To track user and computer accounts deletion in Active Directory, you can use the following steps:
- Enable Audit Account Management: First, you need to enable auditing of account management events in your Active Directory environment. This can be done by modifying the Group Policy Object (GPO) settings for your domain controllers. Specifically, you need to enable the “Audit Account Management” policy setting, which is located under Computer Configuration -> Windows Settings -> Security Settings -> Local Policies -> Audit Policy.
- Collect Security Event Logs: After enabling the Audit Account Management policy setting, you need to collect the relevant security event logs from your domain controllers. These logs contain information about all account management events that occur on the domain controllers, including account deletions.
- Filter Logs: Once you have collected the security event logs, you need to filter them to identify events related to account deletions for the user or computer account in question. This can be done using tools like PowerShell or third-party log analysis software.
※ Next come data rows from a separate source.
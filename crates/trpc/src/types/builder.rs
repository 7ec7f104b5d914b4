// SPDX-License-Identifier: Apache-2.0 OR MIT
// Copyright (c) 2025-2026 naskel.com

//! Fluent builder API for type definitions.

use crate::payload::{StorageMode, StructKind, StructType, TypeDef};
use crate::types::{DefaultSpec, FieldSpec, SpecError, TypeShape, TypeSpec, Value};
use std::sync::Arc;

/// Builder producing a [`TypeDef`] whose type spec and default spec agree.
///
/// Fields become constructor parameters in the order they are added.
#[derive(Debug)]
pub struct TypeDefBuilder {
    namespace: String,
    name: String,
    kind: StructKind,
    storage: Option<StorageMode>,
    fields: Vec<FieldSpec>,
    defaults: DefaultSpec,
}

impl TypeDefBuilder {
    /// Create a new builder for a struct type.
    pub fn new(namespace: impl Into<String>, name: impl Into<String>) -> Self {
        Self {
            namespace: namespace.into(),
            name: name.into(),
            kind: StructKind::Struct,
            storage: None,
            fields: Vec::new(),
            defaults: DefaultSpec::new(),
        }
    }

    /// Add a field defaulting to unset.
    pub fn field(self, id: i16, name: impl Into<String>, shape: impl Into<TypeShape>) -> Self {
        self.field_with_default(id, name, shape, Value::Null)
    }

    /// Add a field with a default value.
    pub fn field_with_default(
        mut self,
        id: i16,
        name: impl Into<String>,
        shape: impl Into<TypeShape>,
        default: impl Into<Value>,
    ) -> Self {
        let name = name.into();
        self.defaults.push(name.clone(), default.into());
        self.fields.push(FieldSpec::new(id, name, shape));
        self
    }

    /// Add a required field defaulting to unset.
    pub fn required_field(
        mut self,
        id: i16,
        name: impl Into<String>,
        shape: impl Into<TypeShape>,
    ) -> Self {
        let name = name.into();
        self.defaults.push(name.clone(), Value::Null);
        self.fields.push(FieldSpec::new(id, name, shape).required());
        self
    }

    /// Add a string field.
    pub fn string_field(self, id: i16, name: impl Into<String>) -> Self {
        self.field(id, name, TypeShape::STRING)
    }

    /// Add a nested struct field.
    pub fn struct_field(self, id: i16, name: impl Into<String>, ty: &Arc<StructType>) -> Self {
        self.field(id, name, TypeShape::structure(ty))
    }

    /// Add a list field.
    pub fn list_field(self, id: i16, name: impl Into<String>, item: TypeShape) -> Self {
        self.field(id, name, TypeShape::list(item))
    }

    /// Mark the type as an exception.
    pub fn exception(mut self) -> Self {
        self.kind = StructKind::Exception;
        self
    }

    /// Mark the type as a union.
    pub fn union(mut self) -> Self {
        self.kind = StructKind::Union;
        self
    }

    /// Force a storage mode instead of the registry default.
    pub fn storage(mut self, storage: StorageMode) -> Self {
        self.storage = Some(storage);
        self
    }

    /// Build the TypeDef.
    pub fn build(self) -> Result<TypeDef, SpecError> {
        let spec = TypeSpec::from_fields(self.fields)?;
        self.defaults.check_against(&spec)?;
        Ok(TypeDef {
            namespace: self.namespace,
            name: self.name,
            spec,
            defaults: self.defaults,
            kind: self.kind,
            storage: self.storage,
        })
    }
}
// SPDX-License-Identifier: Apache-2.0 OR MIT
// Copyright (c) 2025-2026 naskel.com

//! Protocol reading from one stream and writing to another.

use super::{MessageHeader, Protocol, ProtocolResult, Transport};
use crate::payload::Payload;
use crate::types::{MessageType, TType};

/// Reads go to `input`, writes and flushes go to `output`.
#[derive(Debug)]
pub struct SplitProtocol<I, O> {
    input: I,
    output: O,
}

impl<I: Protocol, O: Protocol> SplitProtocol<I, O> {
    pub fn new(input: I, output: O) -> Self {
        Self { input, output }
    }

    pub fn input(&mut self) -> &mut I {
        &mut self.input
    }

    pub fn output(&mut self) -> &mut O {
        &mut self.output
    }

    pub fn into_parts(self) -> (I, O) {
        (self.input, self.output)
    }
}

impl<I: Protocol, O: Protocol> Transport for SplitProtocol<I, O> {
    fn flush(&mut self) -> ProtocolResult<()> {
        self.output.flush()
    }

    /// Closes both streams, reporting the first failure.
    fn close(&mut self) -> ProtocolResult<()> {
        let input = self.input.close();
        let output = self.output.close();
        input.and(output)
    }
}

impl<I: Protocol, O: Protocol> Protocol for SplitProtocol<I, O> {
    fn write_message_begin(
        &mut self,
        name: &str,
        kind: MessageType,
        seqid: i32,
    ) -> ProtocolResult<()> {
        self.output.write_message_begin(name, kind, seqid)
    }

    fn write_message_end(&mut self) -> ProtocolResult<()> {
        self.output.write_message_end()
    }

    fn read_message_begin(&mut self) -> ProtocolResult<MessageHeader> {
        self.input.read_message_begin()
    }

    fn read_message_end(&mut self) -> ProtocolResult<()> {
        self.input.read_message_end()
    }

    fn write_struct(&mut self, value: &Payload) -> ProtocolResult<()> {
        self.output.write_struct(value)
    }

    fn read_struct(&mut self, value: &mut Payload) -> ProtocolResult<()> {
        self.input.read_struct(value)
    }

    fn skip(&mut self, ttype: TType) -> ProtocolResult<()> {
        self.input.skip(ttype)
    }
}

#[cfg(test)]
mod tests {
    use super::*;
    use crate::protocol::{MemoryProtocol, ProtocolError};

    #[test]
    fn routes_reads_and_writes() {
        let (in_local, mut in_peer) = MemoryProtocol::pair();
        let (out_local, mut out_peer) = MemoryProtocol::pair();
        let mut split = SplitProtocol::new(in_local, out_local);

        in_peer.write_message_begin("ping", MessageType::Call, 3).unwrap();
        in_peer.write_message_end().unwrap();
        in_peer.flush().unwrap();

        let header = split.read_message_begin().unwrap();
        assert_eq!(header, MessageHeader::new("ping", MessageType::Call, 3));
        split.read_message_end().unwrap();

        split.write_message_begin("ping", MessageType::Reply, 3).unwrap();
        split.write_message_end().unwrap();
        split.flush().unwrap();

        let reply = out_peer.read_message_begin().unwrap();
        assert_eq!(reply.kind, MessageType::Reply);
        assert!(in_peer.is_idle());
    }

    #[test]
    fn close_closes_both_streams() {
        let (in_local, mut in_peer) = MemoryProtocol::pair();
        let (out_local, mut out_peer) = MemoryProtocol::pair();
        let mut split = SplitProtocol::new(in_local, out_local);
        split.close().unwrap();

        assert!(matches!(in_peer.read_message_begin(), Err(ProtocolError::Closed)));
        assert!(matches!(out_peer.read_message_begin(), Err(ProtocolError::Closed)));
    }
}
// SPDX-License-Identifier: Apache-2.0 OR MIT
// Copyright (c) 2025-2026 naskel.com

//! In-process protocol over crossbeam channels.
//!
//! Messages travel as frames instead of bytes. Struct frames carry
//! `(id, ttype, value)` triples so the reader decodes them against its own
//! type spec, the same way a byte codec would: unknown ids are skipped and
//! tag mismatches are rejected.

use super::{MessageHeader, Protocol, ProtocolError, ProtocolResult, Transport};
use crate::payload::{check_field, DecodeError, Payload};
use crate::types::{FieldSpec, MessageType, TType, TypeShape, Value};
use crossbeam::channel::{self, Receiver, RecvTimeoutError, Sender};
use std::fmt;
use std::time::Duration;

#[derive(Debug)]
enum Frame {
    Begin(MessageHeader),
    End,
    Struct(WireStruct),
}

#[derive(Debug)]
struct WireStruct {
    name: String,
    fields: Vec<WireField>,
}

#[derive(Debug)]
struct WireField {
    id: i16,
    ttype: TType,
    value: WireValue,
}

#[derive(Debug)]
enum WireValue {
    Bool(bool),
    Byte(i8),
    I16(i16),
    I32(i32),
    I64(i64),
    Double(f64),
    String(String),
    Binary(Vec<u8>),
    Struct(WireStruct),
    List(Vec<WireValue>),
    Set(Vec<WireValue>),
    Map(Vec<(WireValue, WireValue)>),
}

/// One end of an in-memory connection.
///
/// Writes are buffered until [`Transport::flush`]. Reads block until a
/// frame arrives, the peer closes, or the optional read timeout elapses.
#[derive(Debug)]
pub struct MemoryProtocol {
    tx: Option<Sender<Frame>>,
    rx: Receiver<Frame>,
    outbox: Vec<Frame>,
    read_timeout: Option<Duration>,
}

impl MemoryProtocol {
    /// Two connected ends.
    pub fn pair() -> (Self, Self) {
        let (a_tx, a_rx) = channel::unbounded();
        let (b_tx, b_rx) = channel::unbounded();
        (Self::new(a_tx, b_rx), Self::new(b_tx, a_rx))
    }

    fn new(tx: Sender<Frame>, rx: Receiver<Frame>) -> Self {
        Self {
            tx: Some(tx),
            rx,
            outbox: Vec::new(),
            read_timeout: None,
        }
    }

    pub fn with_read_timeout(mut self, timeout: Duration) -> Self {
        self.read_timeout = Some(timeout);
        self
    }

    pub fn set_read_timeout(&mut self, timeout: Option<Duration>) {
        self.read_timeout = timeout;
    }

    /// True if no frame is waiting to be read.
    pub fn is_idle(&self) -> bool {
        self.rx.is_empty()
    }

    /// Frames flushed by the peer and not yet read.
    pub fn pending(&self) -> usize {
        self.rx.len()
    }

    pub fn is_closed(&self) -> bool {
        self.tx.is_none()
    }

    fn push(&mut self, frame: Frame) -> ProtocolResult<()> {
        if self.tx.is_none() {
            return Err(ProtocolError::Closed);
        }
        self.outbox.push(frame);
        Ok(())
    }

    fn next_frame(&mut self) -> ProtocolResult<Frame> {
        if self.tx.is_none() {
            return Err(ProtocolError::Closed);
        }
        match self.read_timeout {
            Some(timeout) => self.rx.recv_timeout(timeout).map_err(|e| match e {
                RecvTimeoutError::Timeout => ProtocolError::TimedOut,
                RecvTimeoutError::Disconnected => ProtocolError::Closed,
            }),
            None => self.rx.recv().map_err(|_| ProtocolError::Closed),
        }
    }
}

impl Transport for MemoryProtocol {
    fn flush(&mut self) -> ProtocolResult<()> {
        let tx = self.tx.as_ref().ok_or(ProtocolError::Closed)?;
        for frame in self.outbox.drain(..) {
            tx.send(frame).map_err(|_| ProtocolError::Closed)?;
        }
        Ok(())
    }

    /// Drops unflushed output and disconnects the sending side.
    fn close(&mut self) -> ProtocolResult<()> {
        self.outbox.clear();
        self.tx = None;
        Ok(())
    }
}

impl Protocol for MemoryProtocol {
    fn write_message_begin(
        &mut self,
        name: &str,
        kind: MessageType,
        seqid: i32,
    ) -> ProtocolResult<()> {
        self.push(Frame::Begin(MessageHeader::new(name, kind, seqid)))
    }

    fn write_message_end(&mut self) -> ProtocolResult<()> {
        self.push(Frame::End)
    }

    fn read_message_begin(&mut self) -> ProtocolResult<MessageHeader> {
        match self.next_frame()? {
            Frame::Begin(header) => Ok(header),
            other => Err(unexpected("message begin", &other)),
        }
    }

    fn read_message_end(&mut self) -> ProtocolResult<()> {
        match self.next_frame()? {
            Frame::End => Ok(()),
            other => Err(unexpected("message end", &other)),
        }
    }

    fn write_struct(&mut self, value: &Payload) -> ProtocolResult<()> {
        let wire = encode_struct(value)?;
        self.push(Frame::Struct(wire))
    }

    fn read_struct(&mut self, value: &mut Payload) -> ProtocolResult<()> {
        match self.next_frame()? {
            Frame::Struct(wire) => decode_struct(wire, value),
            other => Err(unexpected("struct", &other)),
        }
    }

    fn skip(&mut self, ttype: TType) -> ProtocolResult<()> {
        match (ttype, self.next_frame()?) {
            (TType::Struct, Frame::Struct(wire)) => {
                log::trace!("[memory] skipped struct {}", wire.name);
                Ok(())
            }
            (ttype, other) => Err(unexpected(ttype.name(), &other)),
        }
    }
}

fn unexpected(expected: &str, found: &Frame) -> ProtocolError {
    let found = match found {
        Frame::Begin(h) => format!("message begin '{}'", h.name),
        Frame::End => "message end".to_string(),
        Frame::Struct(s) => format!("struct {}", s.name),
    };
    ProtocolError::InvalidData(format!("expected {}, found {}", expected, found))
}

fn encode_struct(payload: &Payload) -> ProtocolResult<WireStruct> {
    let ty = payload.struct_type();
    let mut fields = Vec::with_capacity(ty.spec().len());
    for field in ty.spec().iter() {
        let value = payload.get(&field.name)?;
        if value.is_null() {
            continue;
        }
        check_field(ty.name(), field, value)?;
        fields.push(WireField {
            id: field.id,
            ttype: field.ttype(),
            value: encode_value(value)?,
        });
    }
    Ok(WireStruct {
        name: ty.name().to_string(),
        fields,
    })
}

fn encode_value(value: &Value) -> ProtocolResult<WireValue> {
    let wire = match value {
        Value::Null => {
            return Err(ProtocolError::InvalidData(
                "unset value inside a container".to_string(),
            ))
        }
        Value::Bool(v) => WireValue::Bool(*v),
        Value::Byte(v) => WireValue::Byte(*v),
        Value::I16(v) => WireValue::I16(*v),
        Value::I32(v) => WireValue::I32(*v),
        Value::I64(v) => WireValue::I64(*v),
        Value::Double(v) => WireValue::Double(*v),
        Value::String(v) => WireValue::String(v.clone()),
        Value::Binary(v) => WireValue::Binary(v.clone()),
        Value::Struct(p) => WireValue::Struct(encode_struct(p)?),
        Value::List(items) => WireValue::List(encode_all(items)?),
        Value::Set(items) => WireValue::Set(encode_all(items)?),
        Value::Map(entries) => WireValue::Map(
            entries
                .iter()
                .map(|(k, v)| Ok((encode_value(k)?, encode_value(v)?)))
                .collect::<ProtocolResult<_>>()?,
        ),
    };
    Ok(wire)
}

fn encode_all(items: &[Value]) -> ProtocolResult<Vec<WireValue>> {
    items.iter().map(encode_value).collect()
}

fn decode_struct(wire: WireStruct, target: &mut Payload) -> ProtocolResult<()> {
    let ty = target.struct_type().clone();
    for wf in wire.fields {
        let Some(field) = ty.spec().get(wf.id) else {
            log::trace!("[memory] {}: skipping unknown field id {}", ty.name(), wf.id);
            continue;
        };
        if wf.ttype != field.ttype() {
            return Err(mismatch(ty.name(), field, &wf.value));
        }
        let value = decode_value(wf.value, &field.shape, ty.name(), field)?;
        target.set(&field.name, value)?;
    }
    Ok(())
}

fn mismatch(struct_name: &str, field: &FieldSpec, found: &WireValue) -> ProtocolError {
    ProtocolError::Decode(DecodeError::new(struct_name, field, found.to_string()))
}

/// Renders like the equivalent [`Value`]. Nested structs have no type on
/// the wire and show their field ids instead of names.
impl fmt::Display for WireValue {
    fn fmt(&self, f: &mut fmt::Formatter<'_>) -> fmt::Result {
        let scalar = match self {
            Self::Bool(v) => Value::Bool(*v),
            Self::Byte(v) => Value::Byte(*v),
            Self::I16(v) => Value::I16(*v),
            Self::I32(v) => Value::I32(*v),
            Self::I64(v) => Value::I64(*v),
            Self::Double(v) => Value::Double(*v),
            Self::String(v) => Value::String(v.clone()),
            Self::Binary(v) => Value::Binary(v.clone()),
            Self::Struct(s) => {
                write!(f, "{}(", s.name)?;
                for (i, wf) in s.fields.iter().enumerate() {
                    if i > 0 {
                        f.write_str(", ")?;
                    }
                    write!(f, "{}={}", wf.id, wf.value)?;
                }
                return f.write_str(")");
            }
            Self::List(items) => return write_items(f, "[", items, "]"),
            Self::Set(items) => return write_items(f, "{", items, "}"),
            Self::Map(entries) => {
                f.write_str("{")?;
                for (i, (k, v)) in entries.iter().enumerate() {
                    if i > 0 {
                        f.write_str(", ")?;
                    }
                    write!(f, "{}: {}", k, v)?;
                }
                return f.write_str("}");
            }
        };
        fmt::Display::fmt(&scalar, f)
    }
}

fn write_items(f: &mut fmt::Formatter<'_>, open: &str, items: &[WireValue], close: &str) -> fmt::Result {
    f.write_str(open)?;
    for (i, item) in items.iter().enumerate() {
        if i > 0 {
            f.write_str(", ")?;
        }
        write!(f, "{}", item)?;
    }
    f.write_str(close)
}

fn decode_value(
    wire: WireValue,
    shape: &TypeShape,
    struct_name: &str,
    field: &FieldSpec,
) -> ProtocolResult<Value> {
    let value = match (shape.ttype(), wire) {
        (TType::Bool, WireValue::Bool(v)) => Value::Bool(v),
        (TType::Byte, WireValue::Byte(v)) => Value::Byte(v),
        (TType::I16, WireValue::I16(v)) => Value::I16(v),
        (TType::I32, WireValue::I32(v)) => Value::I32(v),
        (TType::I64, WireValue::I64(v)) => Value::I64(v),
        (TType::Double, WireValue::Double(v)) => Value::Double(v),
        (t, WireValue::String(v)) if t.is_string() => Value::String(v),
        (t, WireValue::Binary(v)) if t.is_string() => Value::Binary(v),
        (TType::Struct, WireValue::Struct(nested)) => {
            let ty = shape.struct_type().ok_or_else(|| {
                ProtocolError::InvalidData(format!(
                    "field '{}' of '{}' has no struct type to decode into",
                    field.name, struct_name
                ))
            })?;
            let mut payload = ty.new_instance();
            decode_struct(nested, &mut payload)?;
            Value::from(payload)
        }
        (TType::List, WireValue::List(items)) => {
            Value::List(decode_items(items, shape, struct_name, field)?)
        }
        (TType::Set, WireValue::Set(items)) => {
            Value::Set(decode_items(items, shape, struct_name, field)?)
        }
        (TType::Map, WireValue::Map(entries)) => {
            let (key_shape, value_shape) = shape.entry().ok_or_else(|| {
                ProtocolError::InvalidData(format!("MAP field '{}' has no entry shapes", field.name))
            })?;
            let entries = entries
                .into_iter()
                .map(|(k, v)| {
                    Ok((
                        decode_value(k, key_shape, struct_name, field)?,
                        decode_value(v, value_shape, struct_name, field)?,
                    ))
                })
                .collect::<ProtocolResult<_>>()?;
            Value::Map(entries)
        }
        (_, other) => return Err(mismatch(struct_name, field, &other)),
    };
    Ok(value)
}

fn decode_items(
    items: Vec<WireValue>,
    shape: &TypeShape,
    struct_name: &str,
    field: &FieldSpec,
) -> ProtocolResult<Vec<Value>> {
    let item_shape = shape.item().ok_or_else(|| {
        ProtocolError::InvalidData(format!("container field '{}' has no item shape", field.name))
    })?;
    items
        .into_iter()
        .map(|item| decode_value(item, item_shape, struct_name, field))
        .collect()
}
- Analyze logs: Finally, you need to analyze the filtered logs to identify the user account that initiated the deletion. This information can be found in the “Subject” field of the event log entry. You may need to correlate this with other log entries to identify the user account responsible for the deletion.
Overall, tracking user and computer account deletions in Active Directory involves a combination of enabling auditing, collecting logs, filtering logs, and analyzing the resulting data. By following these steps, you can identify potential security threats or policy violations, as well as track changes made by specific users or groups.